Magdalena esbozó una sonrisa seguida de una extraña carcajada final, casi una rúbrica involuntaria-. A su hijo… bueno, a mi marido… nunca le pasa nada, señora, en el sentido de algo grave. Pero eso usted lo sabe. Él nació para triunfar.

Laura no dijo nada, pero inquirió con la mirada, ¿qué quieres?, anda, dilo ya.

– Tengo miedo, señora.

– Llámame Laura. No seas cursi.

Todo en su visitante era aproximación, duda, gasto innecesario pero perfectamente previsto para cubrir las apariencias, desde el peinado hasta los zapatos. Había que adelantarse a ella, decirle miedo de qué, de su marido, de Laura misma, del recuerdo, el recuerdo del hijo rebelde, del hijo muerto, del nieto emigrado ya, lejos del país en el que la violencia imperaba sobre la razón y, lo que es peor, sobre la pasión misma…

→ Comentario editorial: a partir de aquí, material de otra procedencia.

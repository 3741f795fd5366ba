//! Overlay TUI — embeddable developer overlay for terminal applications.
//!
//! The host owns the terminal loop. Each frame it:
//! 1. Translates raw input into [`Event`]s and passes each one to
//!    [`Overlay::handle_event`], handling whatever comes back unconsumed
//! 2. Hands its own frame to [`Overlay::set_backdrop`]
//! 3. Calls [`Overlay::render`] and [`Overlay::present`]
//!
//! Inside, an [`ElementTree`] holds the overlay's widgets. Events travel down
//! a single selection chain from the root, and a primary press re-targets the
//! chain. [`TextInput`] is a console-grade single-line editor with history,
//! selection, clipboard, and a suggestion popup.

pub mod clipboard;
pub mod element;
pub mod error;
pub mod event;
pub mod input;
pub mod log_view;
pub mod overlay;
pub mod render;
pub mod sink;
pub mod style;
pub mod suggest;
pub mod terminal;
pub mod text_edit;
pub mod theme;
pub mod tree;
pub mod types;

mod text_utils;

pub use clipboard::{Clipboard, MemoryClipboard, Osc52Clipboard};
pub use element::{Backdrop, Element, EventCx, Panel, RenderCx};
pub use error::{OverlayError, Result};
pub use input::{Alignment, TextInput, TextInputConfig};
pub use log_view::LogView;
pub use overlay::{Overlay, OverlayConfig};
pub use sink::{LineSink, LogBuffer};
pub use suggest::{Candidate, Suggestions};
pub use terminal::{CrosstermBackend, HeadlessBackend, MockBackend, TerminalBackend};
pub use text_edit::{EditOptions, TextEditor};
pub use theme::Theme;
pub use tree::ElementTree;
pub use types::{key, Buffer, Cell, Event, EventKind, Modifiers, MouseButton, Point, Rect};
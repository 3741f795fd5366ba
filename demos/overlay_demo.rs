//! Interactive demo: a host "application" with the overlay on top.
//!
//! Press ` to open the overlay and type `help` into the console line. Up/Down browse history, Tab completes, Esc cancels.
//!
//! Run with: cargo run --example overlay_demo

use std::cell::RefCell;
use std::rc::Rc;

use overlay_tui::{
    key, Buffer, Candidate, Cell, CrosstermBackend, EventKind, LineSink, LogBuffer, LogView,
    Osc52Clipboard, Overlay, OverlayConfig, Panel, Rect, Result, Suggestions, TerminalBackend,
    TextInputConfig, Theme,
};
use overlay_tui::types::rgb;

const COMMANDS: &[(&str, &str)] = &[
    ("help", "list commands"),
    ("echo", "print arguments"),
    ("clear", "clear the log"),
    ("theme", "dark | light"),
    ("quit", "leave the demo"),
];

fn complete(text: &str) -> Suggestions {
    // Only the first word is a command.
    if text.contains(' ') {
        return Suggestions::default();
    }
    let candidates = COMMANDS
        .iter()
        .filter(|(name, _)| !text.is_empty() && name.starts_with(text) && *name != text)
        .map(|(name, hint)| Candidate::new(*name, *hint))
        .collect();
    Suggestions::new(0, candidates)
}

/// What the host draws underneath the overlay.
fn host_frame(width: u16, height: u16, tick: u64) -> Buffer {
    let mut frame = Buffer::new(width, height);
    frame.fill(rgb(20, 40, 70));
    let banner = "host application: press ` for the overlay, q to quit";
    for (i, ch) in banner.chars().enumerate() {
        frame.put(2 + i as i32, 1, Cell::new(ch, rgb(230, 230, 230), rgb(20, 40, 70)));
    }
    let x = (tick % width.max(1) as u64) as i32;
    frame.put(x, height as i32 / 2, Cell::new('●', rgb(250, 200, 60), rgb(20, 40, 70)));
    frame
}

fn run_command(line: &str, overlay: &mut Overlay, log: &mut LogBuffer) -> bool {
    let (name, args) = line.split_once(' ').unwrap_or((line, ""));
    match name {
        "help" => {
            for (name, hint) in COMMANDS {
                log.write_line(&format!("  {name:<6} {hint}"));
            }
        }
        "echo" => log.write_line(args),
        "clear" => log.clear(),
        "theme" => match args.trim() {
            "light" => overlay.set_theme(Theme::light()),
            "dark" => overlay.set_theme(Theme::dark()),
            other => log.write_line(&format!("unknown theme {other:?}")),
        },
        "quit" => return false,
        "" => {}
        other => tracing::warn!(command = other, "unknown command"),
    }
    true
}

fn main() -> Result<()> {
    let mut log = LogBuffer::default();
    tracing_subscriber::fmt()
        .with_writer(log.clone())
        .with_ansi(false)
        .without_time()
        .with_target(false)
        .with_max_level(tracing::Level::INFO)
        .init();

    let mut backend = CrosstermBackend::new();
    backend.init()?;
    let (width, height) = backend.size();

    let mut overlay = Overlay::new(width, height, OverlayConfig::default());
    overlay.set_clipboard(Box::new(Osc52Clipboard::stdout()));

    let root = overlay.root();
    let win_w = width.saturating_sub(4).min(80);
    let win_h = height.saturating_sub(2).min(24);
    let window = overlay.add_element(root, Rect::new(2, 1, win_w, win_h), Box::new(Panel::new()))?;
    overlay.add_element(
        window,
        Rect::new(1, 1, win_w.saturating_sub(2), win_h.saturating_sub(5)),
        Box::new(LogView::new(log.clone())),
    )?;

    let pending = Rc::new(RefCell::new(Vec::<String>::new()));
    let queue = pending.clone();
    let mut echo = log.clone();
    let console = TextInputConfig::new(Rect::new(
        1,
        win_h.saturating_sub(4) as i32,
        win_w.saturating_sub(2),
        3,
    ))
    .setter(move |line: &str| {
        echo.write_line(&format!("> {line}"));
        queue.borrow_mut().push(line.to_string());
    })
    .suggestions(complete)
    .clear_on_send(true)
    .lose_focus_on_send(false);
    let console = overlay.add_text_input(window, console)?;
    overlay.focus(console)?;
    if let Some(input) = overlay.text_input_mut(console) {
        input.editor_mut().begin_edit();
    }

    tracing::info!(width, height, "overlay demo started");

    let mut tick = 0u64;
    let mut running = true;
    while running {
        for event in backend.read_events(33) {
            if overlay.handle_event(&event) {
                continue;
            }
            // The host's own input handling.
            if event.kind == EventKind::KeyDown && event.key == Some('q' as u32) {
                running = false;
            }
            if event.kind == EventKind::KeyDown && event.key == Some(key::ESCAPE) && !overlay.is_open() {
                running = false;
            }
        }

        let commands: Vec<String> = pending.borrow_mut().drain(..).collect();
        for line in commands {
            running &= run_command(&line, &mut overlay, &mut log);
        }

        let (w, h) = overlay.surface().map_or((width, height), |s| (s.width, s.height));
        overlay.set_backdrop(&host_frame(w, h, tick));
        overlay.render();
        overlay.present(&mut backend)?;
        tick += 1;
    }

    backend.shutdown()
}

– ¿Miedo de qué? -repitió Laura.

Las dos se sentaron en el sofá de terciopelo azul que Laura venía arrastrando desde la Avenida Sonora pero Magdalena miraba alrededor de la estancia desordenada, la acumulación de revistas, libros, papeles, recortes y fotos pegadas con chinches a espacios de corcho. Laura entendió que la mujer miraba por primera vez el lugar

de donde su hijo salió a morir. Miró largamente el cuadro de Adán y Eva pintado por Santiago el Menor.

– Tiene usted que saber, doña Laura.

– Laura, de tú, por Dios -fingió exasperación Laura Díaz.

– Está bien. Tienes que saber que no soy lo que parezco. No soy lo que tú crees. Te admiro.

– Mejor hubieras querido y admirado un poco más a tu hijo -dijo con mucha tranquilidad Laura.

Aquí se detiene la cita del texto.